Comment faire pour lui expliquer sans faire de confusion ?
.... Edward, depuis l'accident, a beaucoup changé. Les premières années, il avait encore l'espérance que sa... sa cécité se guérirait mais avec le temps, il a perdu cette espérance ; comme nous te l'avons raconté.
Elle hocha la tête.
Et ça fait beaucoup d'annnées que c'est comme ça, pareil à un zombie. Beaucoup de docteurs ont dit qu'il existait des solutions possibles mais personne n'osait rien à faire par peur d'aggraver son cas. Ils nous donnaient tous des espérances et après les brisaient de la même manière. En s'excusant. Et c'était toujours Edward qui souffrait le plus.

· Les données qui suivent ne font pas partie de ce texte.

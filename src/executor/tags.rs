//! Tag vocabulary over the unfiltered dataset
//!
//! Feeds the filter UI's option list, so it never depends on the filters
//! currently applied.

use std::collections::BTreeSet;

use crate::model::SalesRecord;

/// Builds the distinct, sorted tag list
pub struct TagVocabulary;

impl TagVocabulary {
    /// Distinct tags across `records`, sorted lexicographically
    pub fn extract<'a>(records: impl IntoIterator<Item = &'a SalesRecord>) -> Vec<String> {
        Self::from_raw(records.into_iter().map(|r| r.tags.as_str()))
    }

    /// Distinct tags from raw comma-delimited tag strings.
    ///
    /// Entries are trimmed and empties dropped before deduplication.
    pub fn from_raw<'a>(raw: impl IntoIterator<Item = &'a str>) -> Vec<String> {
        raw.into_iter()
            .flat_map(|tags| tags.split(','))
            .map(str::trim)
            .filter(|tag| !tag.is_empty())
            .map(str::to_string)
            .collect::<BTreeSet<_>>()
            .into_iter()
            .collect()
    }
}
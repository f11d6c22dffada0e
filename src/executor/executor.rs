//! Sales query engine
//!
//! Request flow (strict order):
//! 1. Plan: validate and compile parameters; rejections touch no records
//! 2. Execute the plan on the record source (filter, stats, sort, page, tags)
//! 3. Assemble the response envelope
//!
//! Store failures are logged here, once, for every caller.

use std::sync::Arc;
use std::time::Instant;

use tracing::{error, info, warn};

use super::errors::EngineResult;
use super::result::QueryResult;
use crate::observability::Event;
use crate::planner::{QueryPlan, QueryPlanner, QueryRequest};
use crate::storage::{RecordSource, ReloadSummary, StoreError};

/// Serves listing queries over one record source
#[derive(Clone)]
pub struct SalesQueryEngine {
    source: Arc<dyn RecordSource>,
}

impl SalesQueryEngine {
    pub fn new(source: Arc<dyn RecordSource>) -> Self {
        Self { source }
    }

    pub fn source(&self) -> &Arc<dyn RecordSource> {
        &self.source
    }

    /// Plans and executes a raw request
    pub async fn query(&self, request: &QueryRequest) -> EngineResult<QueryResult> {
        let plan = QueryPlanner::plan(request).map_err(|err| {
            warn!(
                event = %Event::QueryRejected,
                code = %err.code(),
                parameter = err.parameter().unwrap_or(""),
                "query rejected"
            );
            err
        })?;
        self.execute(&plan).await
    }

    /// Executes an already validated plan
    pub async fn execute(&self, plan: &QueryPlan) -> EngineResult<QueryResult> {
        let started = Instant::now();
        let output = self
            .source
            .execute(plan)
            .await
            .map_err(|err| self.log_failure(err))?;

        info!(
            event = %Event::QueryServed,
            source = %self.source.kind(),
            total = output.page.total,
            page = output.page.page,
            limit = output.page.limit,
            returned = output.records.len(),
            elapsed_ms = started.elapsed().as_millis() as u64,
            "query served"
        );
        Ok(QueryResult::from(output))
    }

    /// Reloads the source dataset. Sources without a reload path answer
    /// `ReloadUnsupported`, which is not logged as a failure.
    pub async fn reload(&self) -> EngineResult<ReloadSummary> {
        match self.source.reload().await {
            Ok(summary) => Ok(summary),
            Err(err @ StoreError::ReloadUnsupported(_)) => Err(err.into()),
            Err(err) => Err(self.log_failure(err).into()),
        }
    }

    fn log_failure(&self, err: StoreError) -> StoreError {
        error!(
            event = %Event::SourceFailed,
            source = %self.source.kind(),
            code = err.code(),
            error = %err,
            "record source failed"
        );
        err
    }
}

#[cfg(test)]
mod tests {
    use super::*;
    use crate::executor::EngineError;
    use crate::model::SalesRecord;
    use crate::storage::{MemoryStore, SourceKind, SourceOutput, StoreResult};
    use async_trait::async_trait;
    use chrono::NaiveDate;
    use std::io::{self, Write};
    use std::sync::Mutex;
    use tracing::instrument::WithSubscriber;

    /// Collects formatted log lines
    #[derive(Clone, Default)]
    struct CapturedLogs(Arc<Mutex<Vec<u8>>>);

    impl Write for CapturedLogs {
        fn write(&mut self, buf: &[u8]) -> io::Result<usize> {
            self.0.lock().unwrap().extend_from_slice(buf);
            Ok(buf.len())
        }

        fn flush(&mut self) -> io::Result<()> {
            Ok(())
        }
    }

    impl CapturedLogs {
        fn subscriber(&self) -> impl tracing::Subscriber + Send + Sync {
            let logs = self.clone();
            tracing_subscriber::fmt()
                .with_writer(move || logs.clone())
                .with_ansi(false)
                .with_max_level(tracing::Level::DEBUG)
                .finish()
        }

        fn count(&self, needle: &str) -> usize {
            String::from_utf8_lossy(&self.0.lock().unwrap()).matches(needle).count()
        }
    }

    /// Source whose queries always fail
    struct BrokenSource;

    #[async_trait]
    impl RecordSource for BrokenSource {
        fn kind(&self) -> SourceKind {
            SourceKind::Postgres
        }

        async fn record_count(&self) -> StoreResult<u64> {
            Err(StoreError::Query("relation does not exist".into()))
        }

        async fn execute(&self, _plan: &QueryPlan) -> StoreResult<SourceOutput> {
            Err(StoreError::Query("relation does not exist".into()))
        }
    }

    fn engine() -> SalesQueryEngine {
        let records = (1..=8)
            .map(|i| SalesRecord {
                transaction_id: format!("T{}", i),
                date: NaiveDate::from_ymd_opt(2023, 1, i).unwrap(),
                age: 20 + i,
                quantity: 1,
                ..Default::default()
            })
            .collect();
        SalesQueryEngine::new(Arc::new(MemoryStore::new(records)))
    }

    #[tokio::test]
    async fn test_query_defaults() {
        let result = engine().query(&QueryRequest::default()).await.unwrap();
        assert_eq!(result.len(), 8);
        assert_eq!(result.data[0].transaction_id, "T8");
        assert_eq!(result.pagination.total_pages, 1);
    }

    #[tokio::test]
    async fn test_rejected_query_is_validation_error() {
        let request = QueryRequest {
            min_age: Some("50".into()),
            max_age: Some("20".into()),
            ..Default::default()
        };
        let err = engine().query(&request).await.unwrap_err();
        assert!(matches!(err, EngineError::Validation(_)));
        assert_eq!(err.code(), "INVALID_AGE_RANGE");
    }

    #[tokio::test]
    async fn test_store_failure_logged_once() {
        let logs = CapturedLogs::default();
        let engine = SalesQueryEngine::new(Arc::new(BrokenSource));

        let err = engine
            .query(&QueryRequest::default())
            .with_subscriber(logs.subscriber())
            .await
            .unwrap_err();

        assert_eq!(err.code(), "STORE_QUERY_FAILED");
        assert_eq!(logs.count("SOURCE_FAILED"), 1);
    }

    #[tokio::test]
    async fn test_unsupported_reload_is_not_a_failure() {
        let logs = CapturedLogs::default();
        let engine = SalesQueryEngine::new(Arc::new(BrokenSource));

        let err = engine.reload().with_subscriber(logs.subscriber()).await.unwrap_err();

        assert_eq!(err.code(), "RELOAD_UNSUPPORTED");
        assert_eq!(logs.count("SOURCE_FAILED"), 0);
        assert_eq!(logs.count("ERROR"), 0);
    }

    #[tokio::test]
    async fn test_page_beyond_end_is_clamped() {
        let request = QueryRequest {
            page: Some("99".into()),
            limit: Some("10".into()),
            ..Default::default()
        };
        let result = engine().query(&request).await.unwrap();
        assert_eq!(result.pagination.page, 1);
        assert_eq!(result.len(), 8);
    }
}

J'avais débité ça sans respirer.
T'inquiète, Ali. Respire et dis-moi ce qui se passe. Quel est ton but ?
J'ai suivi le conseil de Bella et respirai à fond. J'organisai mes pensées afin de les présenter de la manière la plus claire possible à Bella.
- Maman ne sait plus quoi faire pour aider Edward et je crois que ce dont il a vraiment besoin, c'est d'une amie. Je ne sers à rien, parce qu'en premier lieu, bien que je l'aime énormément, je ne sais pas quoi dire ni quoi faire. Et deuxièmement, je suis sa soeur et personne n'est jamais totalement confiant avec ses frères et soeurs. Bon, le but, c'est que j'aimerais savoir si ça t'intéresserait de nous aider à prendre soin d'Edward – demandai-je tout simplement.